Look through the material that follows and show every line with the string "count".
+++ Data in this exercise +++
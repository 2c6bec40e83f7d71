//! Avatar images: a shared cache and the per-slot loader in front of it.

pub mod cache;
pub mod fetcher;
pub mod loader;

pub use cache::{DEFAULT_MAX_ENTRIES, new_shared_cache};
pub use fetcher::HttpAvatarFetcher;
pub use loader::{AvatarDelivery, AvatarLoader, AvatarMessage, AvatarSlot, SWATCH_WIDTH, SlotId};
pub mod dirty;
pub mod renderer;
pub mod utils;
pub mod widgets;

pub use dirty::DirtyFlags;
pub use renderer::{FeedView, render};
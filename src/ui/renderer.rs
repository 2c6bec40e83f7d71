use ratatui::{
    Frame,
    layout::{Alignment, Constraint, Layout, Rect},
    style::{Modifier, Style, Stylize},
    text::{Line, Span},
    widgets::{Block, BorderType, Borders, Clear, Paragraph, Wrap},
};
use unicode_width::UnicodeWidthStr;

use crate::app::binds_handler::KeyBinds;
use crate::app::config::Config;
use crate::app::screen::ReviewScreen;
use crate::avatar::AvatarLoader;
use crate::feed::{FeedState, GENERIC_ERROR_MESSAGE, LoadingStage};
use crate::ui::utils::{center_area, truncate_by_width};
use crate::ui::widgets::status::LOADING_TEXT;
use crate::ui::widgets::{render_review_list, render_status_line};

const TITLE: &str = " Отзывы ";

/// Read-only inputs of a frame
pub struct FeedView<'a> {
    pub state: &'a FeedState,
    /// A page request is in flight
    pub loading: bool,
    pub refreshing: bool,
    pub config: &'a Config,
    pub key_binds: &'a KeyBinds,
    pub source_name: &'a str,
    /// Config warnings to show in a popup, if any
    pub warnings: Option<&'a [String]>,
}

/// Renders the user interface.
pub fn render(
    frame: &mut Frame<'_>,
    view: &FeedView,
    screen: &mut ReviewScreen,
    loader: &mut AvatarLoader,
) {
    let colors = &view.config.colors;
    let block = Block::default()
        .borders(Borders::ALL)
        .border_type(BorderType::Rounded)
        .border_style(Style::default().fg(colors.border_color()))
        .title(Line::from(TITLE).fg(colors.border_title_color()));

    let area = frame.area();
    let inner = block.inner(area);
    frame.render_widget(block, area);

    let [list_area, status_area] =
        Layout::vertical([Constraint::Min(1), Constraint::Length(1)]).areas(inner);

    // Layout always runs so slots are released when the feed empties
    screen.update(view.state.items(), list_area.width, list_area.height, loader);

    if view.state.is_blocking_error() {
        let message = view.state.error_message().unwrap_or(GENERIC_ERROR_MESSAGE);
        render_full_screen_message(frame, list_area, view, message, true);
    } else if view.state.items().is_empty() {
        let message = if view.state.stage() == LoadingStage::Loaded {
            "Отзывов пока нет"
        } else {
            LOADING_TEXT
        };
        render_full_screen_message(frame, list_area, view, message, false);
    } else {
        render_review_list(frame.buffer_mut(), list_area, screen, view.config);
    }

    render_status_line(frame.buffer_mut(), status_area, view);

    if let Some(warnings) = view.warnings
        && !warnings.is_empty()
    {
        render_config_warnings_popup(frame, warnings, view.config);
    }
}

/// Centered message that replaces the list, with a retry hint for errors
fn render_full_screen_message(
    frame: &mut Frame,
    area: Rect,
    view: &FeedView,
    message: &str,
    is_error: bool,
) {
    let colors = &view.config.colors;
    let mut lines = vec![Line::from(Span::styled(
        message,
        if is_error {
            Style::default()
                .fg(colors.error_color())
                .add_modifier(Modifier::BOLD)
        } else {
            Style::default().fg(colors.status_color())
        },
    ))];

    if is_error && let Some(key) = view.config.binds.retry.first() {
        lines.push(Line::from(""));
        lines.push(Line::from(Span::styled(
            format!("[{key}] повторить"),
            Style::default().fg(colors.status_color()),
        )));
    }

    let width = lines
        .iter()
        .map(Line::width)
        .max()
        .unwrap_or(0)
        .min(area.width as usize) as u16;
    let height = (lines.len() as u16).min(area.height);
    let target = center_area(area, Constraint::Length(width), Constraint::Length(height));

    frame.render_widget(
        Paragraph::new(lines)
            .alignment(Alignment::Center)
            .wrap(Wrap { trim: true }),
        target,
    );
}

/// Render config warnings popup centered on screen
fn render_config_warnings_popup(frame: &mut Frame, warnings: &[String], config: &Config) {
    let area = frame.area();
    let title = " Unknown Config Options ";
    let footer = "Press any key to close";

    let max_content_width = warnings
        .iter()
        .map(|w| w.width())
        .max()
        .unwrap_or(20)
        .max(title.width())
        .max(footer.width());

    // Content + padding (2 on each side) + borders (1 on each side)
    let popup_width = (max_content_width + 6).min(area.width.saturating_sub(4) as usize) as u16;
    let text_width = popup_width.saturating_sub(4) as usize;

    // Warnings + spacer lines + footer + borders
    let popup_height = (warnings.len() + 5).min(area.height.saturating_sub(4) as usize) as u16;
    let popup_area = center_area(
        area,
        Constraint::Length(popup_width),
        Constraint::Length(popup_height),
    );

    frame.render_widget(Clear, popup_area);

    let mut lines: Vec<Line> = vec![Line::from("")];
    for warning in warnings {
        let display = if warning.width() > text_width {
            format!("{}...", truncate_by_width(warning, text_width.saturating_sub(3)))
        } else {
            warning.clone()
        };
        lines.push(Line::from(Span::styled(
            format!(" {display}"),
            Style::default().fg(config.colors.body_color()),
        )));
    }
    lines.push(Line::from(""));
    lines.push(
        Line::from(Span::styled(
            footer,
            Style::default().fg(config.colors.border_title_color()),
        ))
        .centered(),
    );

    let popup_block = Block::default()
        .borders(Borders::ALL)
        .border_type(BorderType::Rounded)
        .border_style(Style::default().fg(config.colors.selected_highlight_color()))
        .title(Line::from(title).fg(config.colors.border_title_color()))
        .style(Style::default().bg(ratatui::style::Color::Black));

    frame.render_widget(
        Paragraph::new(lines)
            .block(popup_block)
            .alignment(Alignment::Left),
        popup_area,
    );
}

#[cfg(test)]
mod tests {
    use super::*;
    use crate::avatar::fetcher::{AvatarError, AvatarFetcher};
    use crate::avatar::new_shared_cache;
    use futures::FutureExt;
    use futures::future::BoxFuture;
    use ratatui::{Terminal, backend::TestBackend};
    use std::collections::HashMap;
    use std::sync::Arc;

    struct OfflineFetcher;

    impl AvatarFetcher for OfflineFetcher {
        fn fetch(&self, _resource: &str) -> BoxFuture<'static, Result<Vec<u8>, AvatarError>> {
            async { Err(AvatarError::Transport("offline".into())) }.boxed()
        }
    }

    fn screen_text(terminal: &Terminal<TestBackend>) -> String {
        let buffer = terminal.backend().buffer();
        (0..buffer.area.height)
            .map(|y| {
                (0..buffer.area.width)
                    .map(|x| buffer[(x, y)].symbol().to_string())
                    .collect::<String>()
            })
            .collect::<Vec<_>>()
            .join("\n")
    }

    #[test]
    fn test_initial_loading_message() {
        let config = Config::default();
        let key_binds = KeyBinds::new(HashMap::new(), Vec::new());
        let state = FeedState::default();
        let view = FeedView {
            state: &state,
            loading: true,
            refreshing: false,
            config: &config,
            key_binds: &key_binds,
            source_name: "test",
            warnings: None,
        };
        let (mut loader, _rx) = AvatarLoader::new(new_shared_cache(2), Arc::new(OfflineFetcher));
        let mut screen = ReviewScreen::new();

        let mut terminal = Terminal::new(TestBackend::new(50, 12)).unwrap();
        terminal
            .draw(|frame| render(frame, &view, &mut screen, &mut loader))
            .unwrap();

        let text = screen_text(&terminal);
        assert!(text.contains("Отзывы"));
        assert!(text.contains(LOADING_TEXT));
        assert!(screen.rows().is_empty());
    }

    #[test]
    fn test_warnings_popup_is_drawn() {
        let config = Config::default();
        let key_binds = KeyBinds::new(HashMap::new(), Vec::new());
        let state = FeedState::default();
        let warnings = vec!["Unknown field 'colour'".to_string()];
        let view = FeedView {
            state: &state,
            loading: false,
            refreshing: false,
            config: &config,
            key_binds: &key_binds,
            source_name: "test",
            warnings: Some(&warnings),
        };
        let (mut loader, _rx) = AvatarLoader::new(new_shared_cache(2), Arc::new(OfflineFetcher));
        let mut screen = ReviewScreen::new();

        let mut terminal = Terminal::new(TestBackend::new(60, 16)).unwrap();
        terminal
            .draw(|frame| render(frame, &view, &mut screen, &mut loader))
            .unwrap();

        let text = screen_text(&terminal);
        assert!(text.contains("Unknown field 'colour'"));
        assert!(text.contains("Press any key to close"));
    }
}
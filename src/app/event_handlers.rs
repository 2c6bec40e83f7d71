use crossterm::event::{Event, KeyEvent, KeyEventKind};

use super::App;
use crate::app::actions::FeedAction;
use crate::app::navigation::Navigation;

/// Trait for event handling
pub trait EventHandlers {
    fn handle_crossterm_events(&mut self) -> color_eyre::Result<()>;
    fn on_key_event(&mut self, key: KeyEvent);
    fn quit(&mut self);
}

impl EventHandlers for App {
    /// Reads the crossterm events and updates the state of [`App`].
    fn handle_crossterm_events(&mut self) -> color_eyre::Result<()> {
        match crossterm::event::read()? {
            Event::Key(key) if key.kind == KeyEventKind::Press => self.on_key_event(key),
            Event::Resize(width, height) => {
                log::debug!("Terminal resized to {width}x{height}");
                self.dirty.check_terminal_size(width, height);
            }
            _ => {}
        }
        Ok(())
    }

    /// Handles the key events and updates the state of [`App`].
    fn on_key_event(&mut self, key: KeyEvent) {
        // Any key closes the warnings popup and is otherwise ignored
        if self.show_config_warnings_popup {
            self.show_config_warnings_popup = false;
            self.dirty.mark_full_redraw();
            return;
        }

        let was_awaiting = self.key_binds.is_awaiting_input();
        let action = self.key_binds.handle_key(key);
        if was_awaiting || self.key_binds.is_awaiting_input() {
            self.dirty.mark_status();
        }

        match action {
            Some(FeedAction::Quit) => self.quit(),
            Some(action) => self.handle_feed_action(action),
            None => {}
        }
    }

    /// Set running to false to quit the application.
    fn quit(&mut self) {
        crate::app::logging::log_user_interaction("quit", None);
        self.running = false;
    }
}
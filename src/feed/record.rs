use serde::Deserialize;

use super::FeedError;

pub const MIN_RATING: u8 = 1;
pub const MAX_RATING: u8 = 5;

/// One review as served by the backend.
#[derive(Debug, Clone, PartialEq, Eq, Deserialize)]
pub struct ReviewRecord {
    pub text: String,
    pub created: String,
    pub first_name: String,
    pub last_name: String,
    pub rating: u8,
    /// Missing avatars fall back to the placeholder.
    #[serde(default)]
    pub avatar_url: String,
}

impl ReviewRecord {
    /// Map a single raw record, rejecting it if it does not decode or its
    /// rating is outside `1..=5`.
    pub fn from_value(index: usize, value: serde_json::Value) -> Result<Self, FeedError> {
        let record: ReviewRecord =
            serde_json::from_value(value).map_err(|e| FeedError::MalformedRecord {
                index,
                reason: e.to_string(),
            })?;

        if !(MIN_RATING..=MAX_RATING).contains(&record.rating) {
            return Err(FeedError::MalformedRecord {
                index,
                reason: format!("rating {} outside {}..={}", record.rating, MIN_RATING, MAX_RATING),
            });
        }

        Ok(record)
    }

    pub fn full_name(&self) -> String {
        format!("{} {}", self.first_name.trim(), self.last_name.trim())
            .trim()
            .to_string()
    }
}

/// A page of reviews: `{"items": [...], "count": N}`.
///
/// Records stay as raw JSON so that one bad record can be skipped without
/// rejecting the whole page.
#[derive(Debug, Clone, Default, PartialEq, Deserialize)]
pub struct ReviewPage {
    #[serde(default)]
    pub items: Vec<serde_json::Value>,
    pub count: usize,
}

impl ReviewPage {
    /// Slice a full collection down to the `offset..offset + limit` window,
    /// keeping the declared total.
    pub fn window(self, offset: usize, limit: usize) -> Self {
        Self {
            items: self.items.into_iter().skip(offset).take(limit).collect(),
            count: self.count,
        }
    }
}
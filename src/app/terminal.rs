use crossterm::{
    execute,
    terminal::{EnterAlternateScreen, LeaveAlternateScreen, disable_raw_mode, enable_raw_mode},
};
use ratatui::DefaultTerminal;

/// Switch to the alternate screen in raw mode
pub fn init_terminal() -> color_eyre::Result<DefaultTerminal> {
    install_panic_hook();
    execute!(std::io::stdout(), EnterAlternateScreen)?;
    enable_raw_mode()?;

    let terminal =
        ratatui::Terminal::new(ratatui::backend::CrosstermBackend::new(std::io::stdout()))?;

    Ok(terminal)
}

/// Restore the terminal to its original state
pub fn restore_terminal() -> color_eyre::Result<()> {
    execute!(std::io::stdout(), LeaveAlternateScreen)?;
    disable_raw_mode()?;
    Ok(())
}

/// Leave the alternate screen before a panic message is printed, otherwise
/// it is lost with the TUI.
fn install_panic_hook() {
    let previous = std::panic::take_hook();
    std::panic::set_hook(Box::new(move |info| {
        if let Err(e) = restore_terminal() {
            log::error!("Failed to restore terminal: {e}");
        }
        log::error!("Panic: {info}");
        previous(info);
    }));
}
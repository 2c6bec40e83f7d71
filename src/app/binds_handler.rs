use crossterm::event::{KeyCode, KeyEvent, KeyModifiers};
use std::time::{Duration, Instant};

use crate::app::actions::FeedAction;
use crate::app::config::binds::KeyMap;

/// How long a partially typed key sequence waits for its next key
const SEQUENCE_TIMEOUT: Duration = Duration::from_millis(1000);

/// Sequential key binding configuration
#[derive(Debug, Clone, PartialEq, Eq)]
pub struct SequentialKeyBinding {
    pub sequence: Vec<(KeyModifiers, KeyCode)>,
    pub action: FeedAction,
}

/// Key binding state for sequential input
#[derive(Debug, Clone, PartialEq)]
pub enum KeyState {
    Idle,
    Awaiting {
        sequence: Vec<(KeyModifiers, KeyCode)>,
        timeout: Instant,
    },
}

#[derive(Debug)]
pub struct KeyBinds {
    single_map: KeyMap,
    sequential_bindings: Vec<SequentialKeyBinding>,
    current_state: KeyState,
    timeout: Duration,
}

impl KeyBinds {
    pub fn new(single_map: KeyMap, sequential_bindings: Vec<SequentialKeyBinding>) -> Self {
        Self {
            single_map,
            sequential_bindings,
            current_state: KeyState::Idle,
            timeout: SEQUENCE_TIMEOUT,
        }
    }

    /// Map a key press to an action, tracking multi-key sequences
    pub fn handle_key(&mut self, key: KeyEvent) -> Option<FeedAction> {
        self.handle_key_at(key, Instant::now())
    }

    fn handle_key_at(&mut self, key: KeyEvent, now: Instant) -> Option<FeedAction> {
        let key_tuple = (key.modifiers, key.code);

        if let KeyState::Awaiting { sequence, timeout } = &mut self.current_state {
            if *timeout >= now {
                sequence.push(key_tuple);
                let sequence = sequence.clone();
                return self.continue_sequence(sequence, now);
            }
            // Timed out, treat this key as a fresh press
            self.current_state = KeyState::Idle;
        }

        if let Some(action) = self.single_map.get(&key_tuple) {
            return Some(*action);
        }

        if self.could_start_sequence(key_tuple) {
            self.current_state = KeyState::Awaiting {
                sequence: vec![key_tuple],
                timeout: now + self.timeout,
            };
        }
        None
    }

    fn continue_sequence(
        &mut self,
        sequence: Vec<(KeyModifiers, KeyCode)>,
        now: Instant,
    ) -> Option<FeedAction> {
        if let Some(binding) = self
            .sequential_bindings
            .iter()
            .find(|binding| binding.sequence == sequence)
        {
            self.current_state = KeyState::Idle;
            return Some(binding.action);
        }

        let still_possible = self
            .sequential_bindings
            .iter()
            .any(|binding| binding.sequence.starts_with(&sequence));

        self.current_state = if still_possible {
            KeyState::Awaiting {
                sequence,
                timeout: now + self.timeout,
            }
        } else {
            // No match, reset sequence without fallback
            KeyState::Idle
        };
        None
    }

    /// Check if a key could start a sequential binding
    fn could_start_sequence(&self, key_tuple: (KeyModifiers, KeyCode)) -> bool {
        self.sequential_bindings
            .iter()
            .any(|binding| binding.sequence.first() == Some(&key_tuple))
    }

    /// Get current key sequence for UI display
    pub fn current_sequence(&self) -> &[(KeyModifiers, KeyCode)] {
        match &self.current_state {
            KeyState::Awaiting { sequence, .. } => sequence,
            KeyState::Idle => &[],
        }
    }

    pub fn is_awaiting_input(&self) -> bool {
        matches!(self.current_state, KeyState::Awaiting { .. })
    }

    /// Drop a half-typed sequence once it timed out. Returns whether the
    /// state changed so the caller can redraw.
    pub fn update(&mut self) -> bool {
        self.expire_at(Instant::now())
    }

    fn expire_at(&mut self, now: Instant) -> bool {
        if let KeyState::Awaiting { timeout, .. } = &self.current_state
            && *timeout < now
        {
            self.current_state = KeyState::Idle;
            return true;
        }
        false
    }
}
+++
→ Result of this task
/// A page of reviews: `{"items": [...], "count": N}`.
    pub count: usize,
            count: self.count,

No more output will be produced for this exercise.